Именно так играли мы в "Лире" — играли со всем театром: с пьесой, с ролью, с декорациями, с театральной техникой, с партнером и со зрительным залом...
И тут я услышал некий голос, окруженный таинственной аурой реверберации, неприятно механический, скрипучий и какой-то бесполый, скопческий; то ли высокий мужской, то ли низкий женский:
— Стоп! Это западная традиция. Это не свойственно русскому театру.
Это было Капитальное Возражение. Я давно ждал его, и вот оно прозвучало.
Слушая голос, звучащий из метафизической тьмы, я стараюсь представить себе моего оппонента, увидеть его в воображении и материализовать, если возможно, неопознанный объект.

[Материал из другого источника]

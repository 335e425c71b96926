use miniserde::Deserialize;

/// JWT header structure
#[derive(Debug, Clone, PartialEq, Eq, Deserialize)]
pub struct TokenHeader {
    /// Algorithm used for signing
    #[serde(rename = "alg")]
    pub algorithm: String,

    /// Token type (typically "JWT")
    #[serde(rename = "typ")]
    pub token_type: Option<String>,

    /// Key ID hint for the verifier
    #[serde(rename = "kid")]
    pub key_id: Option<String>,
}

impl TokenHeader {
    /// Header for a freshly issued token
    pub fn new(algorithm: impl Into<String>, key_id: Option<String>) -> Self {
        Self {
            algorithm: algorithm.into(),
            token_type: Some("JWT".to_string()),
            key_id,
        }
    }

    /// Get algorithm as string
    pub fn algorithm_str(&self) -> &str {
        &self.algorithm
    }

    /// Get token type if present
    pub fn token_type(&self) -> Option<&str> {
        self.token_type.as_deref()
    }

    /// Get key ID if present
    pub fn key_id(&self) -> Option<&str> {
        self.key_id.as_deref()
    }

    /// Serialize as compact JSON, members in `alg`, `typ`, `kid` order
    pub fn to_json(&self) -> String {
        let mut json = format!(r#"{{"alg":{}"#, quote(&self.algorithm));
        if let Some(typ) = &self.token_type {
            json.push_str(&format!(r#","typ":{}"#, quote(typ)));
        }
        if let Some(kid) = &self.key_id {
            json.push_str(&format!(r#","kid":{}"#, quote(kid)));
        }
        json.push('}');
        json
    }
}

fn quote(value: &str) -> String {
    serde_json::Value::from(value).to_string()
}
//! Errors for jwtpolicy

use thiserror::Error;

/// Rule that rejected a token as expired
#[derive(Debug, Clone, Copy, PartialEq, Eq)]
pub enum Expiry {
    /// The `exp` claim has passed
    Claim,
    /// The token is older than the configured `maxAge`
    MaxAge,
}

impl std::fmt::Display for Expiry {
    fn fmt(&self, f: &mut std::fmt::Formatter<'_>) -> std::fmt::Result {
        match self {
            Expiry::Claim => write!(f, "exp claim"),
            Expiry::MaxAge => write!(f, "maxAge exceeded"),
        }
    }
}

/// jwtpolicy Errors
#[derive(Error, Debug, Clone, PartialEq)]
pub enum Error {
    // ============================================================================
    // Schema Errors
    // ============================================================================
    #[error("Invalid schema for option '{field}': {reason}")]
    SchemaDefinition { field: String, reason: String },

    #[error("Type error in option '{0}'")]
    SchemaType(String),

    #[error("Option '{0}' is required")]
    SchemaRequired(String),

    #[error("Validation error in option '{0}'")]
    SchemaValidation(String),

    #[error("Invalid option '{option}': {reason}")]
    InvalidOption { option: String, reason: String },

    // ============================================================================
    // Claim Value Errors
    // ============================================================================
    #[error("Invalid {claim} value: {reason}")]
    InvalidClaimValue { claim: String, reason: String },

    // ============================================================================
    // Issuance Errors
    // ============================================================================
    #[error("Secret is required unless the algorithm is 'none'")]
    MissingSecret,

    #[error("Payload is not an object")]
    InvalidPayload,

    // ============================================================================
    // Format Errors
    // ============================================================================
    #[error("No token provided")]
    TokenMissing,

    #[error("Token too large: {size} bytes (maximum: {max} bytes)")]
    TokenTooLarge { size: usize, max: usize },

    #[error("Invalid JWT format: expected three parts separated by '.'")]
    FormatInvalid,

    #[error("Base64URL decoding failed: {0}")]
    FormatInvalidBase64(String),

    #[error("JSON parsing failed: {0}")]
    FormatInvalidJson(String),

    // ============================================================================
    // Signature Errors
    // ============================================================================
    #[error("JWT signature is required")]
    SignatureRequired,

    #[error("Secret is required to verify a signed token")]
    SecretRequired,

    #[error("Algorithm '{found}' not allowed. Allowed: {allowed:?}")]
    AlgorithmNotAllowed { found: String, allowed: Vec<String> },

    #[error("Signature verification failed")]
    SignatureInvalid,

    // ============================================================================
    // Identity Claim Errors
    // ============================================================================
    #[error("Token audience mismatch: expected one of {expected:?}, found {found:?}")]
    AudienceMismatch {
        expected: Vec<String>,
        found: Vec<String>,
    },

    #[error("Token issuer mismatch: expected one of {expected:?}, found {found:?}")]
    IssuerMismatch {
        expected: Vec<String>,
        found: Option<String>,
    },

    #[error("Token subject mismatch: expected '{expected}', found {found:?}")]
    SubjectMismatch {
        expected: String,
        found: Option<String>,
    },

    #[error("Token jti mismatch: expected '{expected}', found {found:?}")]
    JwtIdMismatch {
        expected: String,
        found: Option<String>,
    },

    #[error("Token nonce mismatch")]
    NonceMismatch,

    // ============================================================================
    // Temporal Claim Errors
    // ============================================================================
    #[error("Token not active until {not_before}")]
    TokenNotYetValid { not_before: i64 },

    #[error("Token expired at {expired_at} ({cause})")]
    TokenExpired { expired_at: i64, cause: Expiry },

    #[error("Payload iat is required when maxAge is set")]
    MissingIssuedAt,

    #[error("Invalid {0} value: expected a numeric date")]
    MalformedClaim(String),

    // ============================================================================
    // Collaborator Errors
    // ============================================================================
    #[error("Signing failed: {0}")]
    Signing(String),

    #[error("Verification failed: {0}")]
    Verification(String),
}

impl Error {
    /// `true` for both expiry variants (`exp` passed or `maxAge` exceeded)
    pub fn is_expired(&self) -> bool {
        matches!(self, Error::TokenExpired { .. })
    }

    /// `true` for any rejection caused by a time-based claim
    ///
    /// Token renewal flows can use this to tell a stale token apart from a
    /// token that is wrong for this audience, issuer or subject.
    pub fn is_temporal(&self) -> bool {
        matches!(
            self,
            Error::TokenExpired { .. }
                | Error::TokenNotYetValid { .. }
                | Error::MissingIssuedAt
                | Error::MalformedClaim(_)
        )
    }
}

/// Result type alias for jwtpolicy operations
pub type Result<T> = std::result::Result<T, Error>;
//! Token verification
//!
//! [`TokenValidator`] runs one verification in a fixed order: options are
//! checked and defaulted first, so configuration mistakes surface before the
//! token is looked at. The token is then decoded, its signature/secret
//! pairing checked, its `alg` matched against the allowed algorithms and its
//! signature handed to the [`Verifier`]. Only a verified payload reaches the
//! claims pipeline.

use crate::algorithm::{self, AlgorithmPolicy};
use crate::claims::{Claims, ClaimsPolicy, validate_claims};
use crate::error::{Error, Result};
use crate::jws::{Jws, Verifier};
use crate::options::{Options, Value, ValueKind};
use crate::schema::{FieldDef, OptionsRecord, Schema, Validator};
use crate::token::DecodedToken;
use crate::utils::clock::current_timestamp;
use std::sync::{Arc, LazyLock};
use tracing::debug;

static VERIFY_OPTIONS: LazyLock<Result<Validator>> = LazyLock::new(|| {
    Schema::new()
        .field(
            "algorithms",
            FieldDef::new([ValueKind::StringList]).validator(|v| {
                v.as_string_list()
                    .is_some_and(|list| list.iter().all(|a| algorithm::is_supported(a)))
            }),
        )
        .field(
            "audience",
            vec![
                ValueKind::String,
                ValueKind::Pattern,
                ValueKind::StringList,
                ValueKind::PatternList,
            ],
        )
        .field("issuer", vec![ValueKind::String, ValueKind::StringList])
        .field("subject", ValueKind::String)
        .field("jwtId", ValueKind::String)
        .field(
            "nonce",
            FieldDef::new([ValueKind::String])
                .validator(|v| v.as_str().is_some_and(|s| !s.trim().is_empty())),
        )
        .field("maxAge", vec![ValueKind::Number, ValueKind::String])
        .field(
            "clockTimestamp",
            FieldDef::new([ValueKind::Number])
                .default_with(|| Value::from(current_timestamp())),
        )
        .field(
            "clockTolerance",
            FieldDef::new([ValueKind::Number, ValueKind::String]).default_value(0),
        )
        .field("ignoreExpire", ValueKind::Boolean)
        .field("ignoreNotBefore", ValueKind::Boolean)
        .compile()
});

/// Compiled verification option schema
pub fn verify_options() -> Result<&'static Validator> {
    VERIFY_OPTIONS.as_ref().map_err(Clone::clone)
}

/// JWT token validator
///
/// The validator is configured once and can be reused for multiple token
/// verifications. The default verifier is the built-in [`Jws`].
#[derive(Clone)]
pub struct TokenValidator {
    config_verifier: Arc<dyn Verifier + Send + Sync>,
}

impl Default for TokenValidator {
    fn default() -> Self {
        Self::new()
    }
}

impl TokenValidator {
    pub fn new() -> Self {
        Self {
            config_verifier: Arc::new(Jws),
        }
    }

    /// Configure the verification collaborator
    pub fn verifier<V>(&mut self, verifier: V) -> &mut Self
    where
        V: Verifier + Send + Sync + 'static,
    {
        self.config_verifier = Arc::new(verifier);
        self
    }

    pub fn build(&mut self) -> Self {
        self.clone()
    }

    /// Verify a compact token and return its payload
    ///
    /// An empty `secret` is only accepted for unsigned tokens, which are
    /// then restricted to the `none` algorithm.
    pub fn verify(&self, token: &str, secret: &[u8], options: &Options) -> Result<Claims> {
        let record = verify_options()?.apply(options)?;
        let policy = ClaimsPolicy::from_record(&record)?;

        if token.is_empty() {
            return Err(Error::TokenMissing);
        }

        let decoded = DecodedToken::from_string(token)?;
        let algorithms = allowed_algorithms(&decoded, secret, &record)?;

        let algorithm = decoded.header().algorithm_str();
        algorithms.validate(algorithm)?;

        let valid = self
            .config_verifier
            .verify(token, algorithm, secret)
            .map_err(|e| Error::Verification(e.to_string()))?;
        if !valid {
            debug!(algorithm, "signature rejected");
            return Err(Error::SignatureInvalid);
        }

        validate_claims(decoded.payload(), &policy)?;

        Ok(decoded.into_payload())
    }
}

/// Pair the signature with the secret and settle the allowed algorithms
fn allowed_algorithms(
    decoded: &DecodedToken,
    secret: &[u8],
    record: &OptionsRecord,
) -> Result<AlgorithmPolicy> {
    match (decoded.has_signature(), !secret.is_empty()) {
        (false, true) => Err(Error::SignatureRequired),
        (true, false) => Err(Error::SecretRequired),
        (false, false) => Ok(AlgorithmPolicy::none_only()),
        (true, true) => Ok(match record.get_string_list("algorithms") {
            Some(list) => AlgorithmPolicy::allow_only(list.iter().cloned()),
            None => AlgorithmPolicy::from_key_shape(secret),
        }),
    }
}

/// Verify with the built-in HMAC/none verifier
///
/// # Example
///
/// ```
/// use jwtpolicy::{Options, sign, verify};
/// use serde_json::json;
///
/// let token = sign(&json!({"role": "admin"}), b"secret", &Options::new().with("issuer", "auth"))?;
/// let claims = verify(&token, b"secret", &Options::new().with("issuer", "auth"))?;
/// assert_eq!(claims["role"], "admin");
/// # Ok::<(), jwtpolicy::Error>(())
/// ```
pub fn verify(token: &str, secret: &[u8], options: &Options) -> Result<Claims> {
    TokenValidator::new().verify(token, secret, options)
}

/// Decode a token's payload without verifying anything
pub fn decode(token: &str) -> Result<Claims> {
    DecodedToken::from_string(token).map(DecodedToken::into_payload)
}

/// Check an already trusted payload against verification options
///
/// Returns a copy of the payload when every claim check passes.
pub fn validate(payload: &Claims, options: &Options) -> Result<Claims> {
    let record = verify_options()?.apply(options)?;
    validate_claims(payload, &ClaimsPolicy::from_record(&record)?).cloned()
}

#[cfg(test)]
mod tests {
    use super::*;
    use crate::jws::CollaboratorError;
    use crate::utils::base64url;
    use hmac::{Hmac, Mac};
    use sha2::Sha256;

    fn create_test_token(payload: &str, secret: &[u8]) -> String {
        let header = r#"{"alg":"HS256","typ":"JWT"}"#;

        let header_b64 = base64url::encode(header);
        let payload_b64 = base64url::encode(payload);
        let signing_input = format!("{}.{}", header_b64, payload_b64);

        let mut mac = Hmac::<Sha256>::new_from_slice(secret).unwrap();
        mac.update(signing_input.as_bytes());
        let signature_bytes = mac.finalize().into_bytes();
        let signature_b64 = base64url::encode_bytes(&signature_bytes);

        format!("{}.{}", signing_input, signature_b64)
    }

    fn unsigned_token(payload: &str) -> String {
        format!(
            "{}.{}.",
            base64url::encode(r#"{"alg":"none"}"#),
            base64url::encode(payload)
        )
    }

    #[test]
    fn test_full_validation_flow() {
        let now = current_timestamp();
        let token = create_test_token(
            &format!(r#"{{"iss":"https://example.com","sub":"user123","exp":{}}}"#, now + 3600),
            b"test-secret",
        );

        let claims = verify(
            &token,
            b"test-secret",
            &Options::new().with("issuer", "https://example.com"),
        )
        .unwrap();
        assert_eq!(claims["sub"], "user123");
    }

    #[test]
    fn test_empty_token() {
        assert_eq!(
            verify("", b"secret", &Options::new()),
            Err(Error::TokenMissing)
        );
    }

    #[test]
    fn test_options_checked_before_token() {
        assert_eq!(
            verify("", b"secret", &Options::new().with("subject", 1)),
            Err(Error::SchemaType("subject".into()))
        );
        assert_eq!(
            verify("", b"secret", &Options::new().with("nonce", " ")),
            Err(Error::SchemaValidation("nonce".into()))
        );
        assert_eq!(
            verify("", b"secret", &Options::new().with("algorithms", vec!["HS256", "XX1"])),
            Err(Error::SchemaValidation("algorithms".into()))
        );
        assert!(matches!(
            verify("", b"secret", &Options::new().with("maxAge", "forever")),
            Err(Error::InvalidClaimValue { claim, .. }) if claim == "maxAge"
        ));
    }

    #[test]
    fn test_signature_secret_pairing() {
        let signed = create_test_token("{}", b"secret");
        let unsigned = unsigned_token("{}");

        assert_eq!(
            verify(&unsigned, b"secret", &Options::new()),
            Err(Error::SignatureRequired)
        );
        assert_eq!(
            verify(&signed, b"", &Options::new()),
            Err(Error::SecretRequired)
        );
        assert!(verify(&unsigned, b"", &Options::new()).is_ok());
    }

    #[test]
    fn test_unsigned_token_forces_none() {
        // "algorithms" is overridden for unsigned tokens without a secret
        let header_says_hs256 = format!(
            "{}.{}.",
            base64url::encode(r#"{"alg":"HS256"}"#),
            base64url::encode("{}")
        );
        let result = verify(
            &header_says_hs256,
            b"",
            &Options::new().with("algorithms", vec!["HS256"]),
        );
        assert!(matches!(result, Err(Error::AlgorithmNotAllowed { found, .. }) if found == "HS256"));
    }

    #[test]
    fn test_algorithm_policy() {
        let token = create_test_token("{}", b"secret");

        assert!(verify(&token, b"secret", &Options::new().with("algorithms", vec!["HS256"])).is_ok());
        assert_eq!(
            verify(&token, b"secret", &Options::new().with("algorithms", vec!["HS512"])),
            Err(Error::AlgorithmNotAllowed {
                found: "HS256".into(),
                allowed: vec!["HS512".into()],
            })
        );

        // A PEM public key only admits asymmetric algorithms
        let pem = b"-----BEGIN PUBLIC KEY-----\nMFkw\n-----END PUBLIC KEY-----";
        assert!(matches!(
            verify(&token, pem, &Options::new()),
            Err(Error::AlgorithmNotAllowed { .. })
        ));
    }

    #[test]
    fn test_wrong_secret() {
        let token = create_test_token("{}", b"secret");
        assert_eq!(
            verify(&token, b"other", &Options::new()),
            Err(Error::SignatureInvalid)
        );
    }

    #[test]
    fn test_claims_checked_after_signature() {
        let token = create_test_token(r#"{"exp":1}"#, b"secret");
        assert!(matches!(
            verify(&token, b"secret", &Options::new()),
            Err(Error::TokenExpired { expired_at: 1, .. })
        ));
        assert_eq!(
            verify(&token, b"other", &Options::new()),
            Err(Error::SignatureInvalid)
        );
    }

    #[test]
    fn test_clock_options() {
        let token = create_test_token(r#"{"exp":1000}"#, b"secret");
        let at = |ts: i64| Options::new().with("clockTimestamp", ts);

        assert!(verify(&token, b"secret", &at(999)).is_ok());
        assert!(verify(&token, b"secret", &at(1000)).is_err());
        assert!(verify(&token, b"secret", &at(1000).with("clockTolerance", "1s")).is_ok());
        assert!(verify(&token, b"secret", &at(5000).with("ignoreExpire", true)).is_ok());
    }

    #[test]
    fn test_decode_does_not_verify() {
        let token = create_test_token(r#"{"exp":1,"sub":"x"}"#, b"secret");
        let claims = decode(&token).unwrap();
        assert_eq!(claims["sub"], "x");
        assert_eq!(decode("a.b"), Err(Error::FormatInvalid));
    }

    #[test]
    fn test_validate_payload() {
        let payload: Claims = serde_json::from_str(r#"{"iss":"a","iat":100}"#).unwrap();
        assert_eq!(validate(&payload, &Options::new().with("issuer", "a")), Ok(payload.clone()));
        assert!(matches!(
            validate(
                &payload,
                &Options::new().with("maxAge", 50).with("clockTimestamp", 200)
            ),
            Err(Error::TokenExpired { expired_at: 150, .. })
        ));
    }

    struct Rejecting;

    impl Verifier for Rejecting {
        fn verify(
            &self,
            _token: &str,
            algorithm: &str,
            _secret: &[u8],
        ) -> std::result::Result<bool, CollaboratorError> {
            Err(format!("cannot verify {algorithm}").into())
        }
    }

    #[test]
    fn test_custom_verifier_error() {
        let token = create_test_token("{}", b"secret");
        let validator = TokenValidator::new().verifier(Rejecting).build();
        assert_eq!(
            validator.verify(&token, b"secret", &Options::new()),
            Err(Error::Verification("cannot verify HS256".into()))
        );
    }
}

Портрет 1. Размордевший чиновник в полувоенной гимнастерке болотного цвета, без каких-либо орденов, значков или планок. Гимнастерка, как довоенная телячья колбаса, до отказа набита обширным животом и почти что женскими, подрагивающими при движении грудями; матовые зеленые пуговки еле сдерживают напор руководящей начинки. Редкие волосики распределены по блестящей лысине и кажутся к ней прилепленными намертво — брильянтином либо столярным клеем. В сановнике виден марксист, если вспомнить любимый цвет нашего великого учителя, — все открытые части административного тела покрыты густокрасным мясным колером. Соответствующим идеологическим оптимизмом горят маленькие заплывшие глаза. Он берет быка за рога:
—Ты мне это брось! Игрушечки! Нашему театру не нужны никакие заграничные штуковины. У нас свои три кита — самодержавие, правословие... Что?! Я и говорю: идейность, партийность и народность. Ты меня не сбивай, не путай божий дар с яичницей, не то я тебе быстро напишу твою жизнь в искусстве, — в трудовой книжке и с круглой печатью, ха-ха-ха. Ишь, разыгрался! У нас, дорогой, классовая борьба, а не игра.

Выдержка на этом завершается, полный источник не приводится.